Wayne had heard his mother’s complaint before. And his argument was that the kind of crime that was committed in East Central was due to poverty. And he’d wanted to add that it was the kind of crime that occurred in corporate boardrooms that was responsible for that poverty and was rarely if ever prosecuted.

Celia Grove, one of the longest serving board members and someone he had grown up knowing as Aunt Celia, chimed in. “You speak of legacy, Linus, and your focus is strictly business, but Wallace Bruce’s legacy also includes charitable work, philanthropy, the repaying the service and work of his employees. That legacy of giving back to the community makes him an honorable man. And what Wayne proposes honors his father and does it by bringing jobs back to the depressed area. And I might add that as his father’s heir he has the latitude to pursue that aspect of the corporation’s mission.”

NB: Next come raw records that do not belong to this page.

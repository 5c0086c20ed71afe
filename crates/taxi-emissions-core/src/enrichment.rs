use chrono::{DateTime, Datelike, NaiveDateTime, Timelike};
use polars::prelude::*;
use thiserror::Error;
use tracing::info;

use taxi_emissions_parser::{DROPOFF_TS, PICKUP_TS, TAXI_TYPE, TRIP_DISTANCE};

use crate::emissions::EmissionsLookup;
use crate::window::TripWindow;

const MICROS_PER_SECOND: f64 = 1_000_000.0;
const SECONDS_PER_MINUTE: f64 = 60.0;
const SECONDS_PER_HOUR: f64 = 3600.0;
const GRAMS_PER_KILOGRAM: f64 = 1000.0;

pub const CO2_GRAMS_PER_MILE: &str = "co2_grams_per_mile";
pub const TRIP_DURATION_MINUTES: &str = "trip_duration_minutes";
pub const TRIP_DURATION_HOURS: &str = "trip_duration_hours";
pub const AVG_MPH: &str = "avg_mph";
pub const TRIP_CO2_KGS: &str = "trip_co2_kgs";
pub const HOUR_OF_DAY: &str = "hour_of_day";
pub const DAY_OF_WEEK: &str = "day_of_week";
pub const WEEK_OF_YEAR: &str = "week_of_year";
pub const MONTH_OF_YEAR: &str = "month_of_year";

pub const ENRICHED_COLUMNS: [&str; 9] = [
    CO2_GRAMS_PER_MILE,
    TRIP_DURATION_MINUTES,
    TRIP_DURATION_HOURS,
    AVG_MPH,
    TRIP_CO2_KGS,
    HOUR_OF_DAY,
    DAY_OF_WEEK,
    WEEK_OF_YEAR,
    MONTH_OF_YEAR,
];

#[derive(Debug, Error)]
pub enum EnrichmentError {
    #[error("trip row {row_index} has a null '{column}'")]
    NullField {
        column: &'static str,
        row_index: usize,
    },
    #[error("trip row {row_index} has an unrepresentable pickup timestamp ({micros}us)")]
    InvalidTimestamp { row_index: usize, micros: i64 },
    #[error(transparent)]
    Polars(#[from] PolarsError),
}

#[derive(Debug, Clone, Copy, PartialEq)]
pub struct TripMetrics {
    pub trip_duration_minutes: f64,
    pub trip_duration_hours: f64,
    pub avg_mph: f64,
    pub trip_co2_kgs: f64,
}

/// Durations clamp at zero when dropoff is not after pickup; a zero-length trip reports
/// exactly `0.0` mph instead of dividing by zero.
pub fn compute_trip_metrics(
    pickup_us: i64,
    dropoff_us: i64,
    trip_distance: f64,
    co2_grams_per_mile: f64,
) -> TripMetrics {
    let trip_seconds = dropoff_us.saturating_sub(pickup_us).max(0) as f64 / MICROS_PER_SECOND;
    let trip_duration_hours = trip_seconds / SECONDS_PER_HOUR;
    let avg_mph = if trip_seconds > 0.0 {
        trip_distance / trip_duration_hours
    } else {
        0.0
    };

    TripMetrics {
        trip_duration_minutes: trip_seconds / SECONDS_PER_MINUTE,
        trip_duration_hours,
        avg_mph,
        trip_co2_kgs: (trip_distance * co2_grams_per_mile) / GRAMS_PER_KILOGRAM,
    }
}

#[derive(Debug, Clone, Copy, PartialEq, Eq)]
pub struct CalendarFeatures {
    pub hour_of_day: i32,
    /// 0 = Sunday through 6 = Saturday.
    pub day_of_week: i32,
    /// ISO-8601 week, 1–53.
    pub week_of_year: i32,
    pub month_of_year: i32,
}

pub fn calendar_features(pickup: &NaiveDateTime) -> CalendarFeatures {
    CalendarFeatures {
        hour_of_day: pickup.hour() as i32,
        day_of_week: pickup.weekday().num_days_from_sunday() as i32,
        week_of_year: pickup.iso_week().week() as i32,
        month_of_year: pickup.month() as i32,
    }
}

/// Inner-joins trips against the lookup on the uppercased category and appends the derived
/// metric and calendar columns. Trips whose category has no factor are dropped without
/// error, so the output can be shorter than the input.
pub fn enrich_trips(
    fct_trips: &DataFrame,
    lookup: &EmissionsLookup,
) -> Result<DataFrame, EnrichmentError> {
    let len = fct_trips.height();

    let pickup_column = fct_trips.column(PICKUP_TS)?.cast(&DataType::Int64)?;
    let dropoff_column = fct_trips.column(DROPOFF_TS)?.cast(&DataType::Int64)?;
    let pickup = pickup_column.i64()?;
    let dropoff = dropoff_column.i64()?;
    let distance = fct_trips.column(TRIP_DISTANCE)?.f64()?;
    let taxi_type = fct_trips.column(TAXI_TYPE)?.str()?;

    let mut matched = Vec::with_capacity(len);
    let mut factors = Vec::with_capacity(len);
    let mut minutes = Vec::with_capacity(len);
    let mut hours = Vec::with_capacity(len);
    let mut mph = Vec::with_capacity(len);
    let mut co2_kgs = Vec::with_capacity(len);
    let mut hour_of_day = Vec::with_capacity(len);
    let mut day_of_week = Vec::with_capacity(len);
    let mut week_of_year = Vec::with_capacity(len);
    let mut month_of_year = Vec::with_capacity(len);

    for idx in 0..len {
        let category = taxi_type.get(idx).ok_or(EnrichmentError::NullField {
            column: TAXI_TYPE,
            row_index: idx,
        })?;
        let Some(factor) = lookup.factor_for(category) else {
            matched.push(false);
            continue;
        };
        matched.push(true);

        let pickup_us = required(pickup.get(idx), PICKUP_TS, idx)?;
        let dropoff_us = required(dropoff.get(idx), DROPOFF_TS, idx)?;
        let trip_distance = required(distance.get(idx), TRIP_DISTANCE, idx)?;

        let metrics = compute_trip_metrics(pickup_us, dropoff_us, trip_distance, factor);
        let pickup_ts = DateTime::from_timestamp_micros(pickup_us)
            .ok_or(EnrichmentError::InvalidTimestamp {
                row_index: idx,
                micros: pickup_us,
            })?
            .naive_utc();
        let calendar = calendar_features(&pickup_ts);

        factors.push(factor);
        minutes.push(metrics.trip_duration_minutes);
        hours.push(metrics.trip_duration_hours);
        mph.push(metrics.avg_mph);
        co2_kgs.push(metrics.trip_co2_kgs);
        hour_of_day.push(calendar.hour_of_day);
        day_of_week.push(calendar.day_of_week);
        week_of_year.push(calendar.week_of_year);
        month_of_year.push(calendar.month_of_year);
    }

    let mask: BooleanChunked = matched.into_iter().collect();
    let mut output = fct_trips.filter(&mask)?;
    output.hstack_mut(&mut [
        Series::new(CO2_GRAMS_PER_MILE.into(), factors).into(),
        Series::new(TRIP_DURATION_MINUTES.into(), minutes).into(),
        Series::new(TRIP_DURATION_HOURS.into(), hours).into(),
        Series::new(AVG_MPH.into(), mph).into(),
        Series::new(TRIP_CO2_KGS.into(), co2_kgs).into(),
        Series::new(HOUR_OF_DAY.into(), hour_of_day).into(),
        Series::new(DAY_OF_WEEK.into(), day_of_week).into(),
        Series::new(WEEK_OF_YEAR.into(), week_of_year).into(),
        Series::new(MONTH_OF_YEAR.into(), month_of_year).into(),
    ])?;

    info!(
        input_rows = len,
        enriched_rows = output.height(),
        excluded_rows = len - output.height(),
        "enriched trips with emissions factors"
    );
    Ok(output)
}

/// Builds `fct_trips_enriched` from the upstream trips view, re-applying the window.
pub fn build_fct_trips_enriched(
    fct_trips: &DataFrame,
    window: &TripWindow,
    lookup: &EmissionsLookup,
) -> Result<DataFrame, EnrichmentError> {
    let windowed = window.apply(fct_trips)?;
    enrich_trips(&windowed, lookup)
}

fn required<T>(value: Option<T>, column: &'static str, row_index: usize) -> Result<T, EnrichmentError> {
    value.ok_or(EnrichmentError::NullField { column, row_index })
}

Dr. Pall fidgeted, staring at the black box in the center of the table from which the voice emanated. “We already know that, Celia!” Linus and Celia were rivals, hardly friends, perhaps because it was believed that at one time Celia had been old dad’s paramour and that both she and Linus could claim exclusive rights to a certain intimacy with the deceased.

Trish spoke up. She disliked Celia for obvious reasons as well as what she deemed was the woman’s holier than thou attitude. “Celia has a point. Wallace particularly enjoyed that aspect of his wealth. He reveled in the ritual of giving his money away not so much for the good that it might do but because it made him feel god-like, that his generosity could affect so many people and that they would see him as a benefactor in their lives, name their children after him. It solidified his moral ground. He was on his way to being a bronze statue of himself, anyway. That said, I agree with Linus. The renovations at the old battery factory is a distraction. Wayne, dear, you must understand that our focus must be solely on weathering this awful audit.”

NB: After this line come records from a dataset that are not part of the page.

pub mod errors;
pub mod formats;
pub mod model;
mod registry;

pub use errors::{NormalizeError, NormalizerAttempt};
pub use formats::schema::{
    canonical_timestamp_dtype, empty_canonical_frame, CANONICAL_COLUMNS, DROPOFF_TS,
    PASSENGER_COUNT, PICKUP_TS, TAXI_TYPE, TRIP_DISTANCE,
};
pub use formats::SourceNormalizer;
pub use model::{SourceSchema, TaxiType};
pub use registry::{normalize_trip_frame, normalize_with_normalizers, TripNormalizer};

#[cfg(test)]
mod tests;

“That brings up another issue,” Celia interrupted from the box at the center of the conference table. “We just did a full audit not more than two years ago, I believe. Couldn’t we just amend that audit, bring it up to date?”

There was a pause as Harold took a deep breath and rolled his eyes.

“I mean, it would get it done quicker,” Celia added, “and it wouldn’t be as costly.”

Harold nodded his head impatiently as if she could see him. As he was about to answer, the low whistle of snoring was audible as the remaining board member indicated his presence.

“Celia, yes, we’ve already said that. I don’t know why you brought it up again when we had already discussed it earlier and I explained to you why what you suggested will not satisfy the review committee.” Harold signaled to his secretary who was hovering outside the glass door to the conference room. She opened the door partway to announce, “The Smith Brothers are here.”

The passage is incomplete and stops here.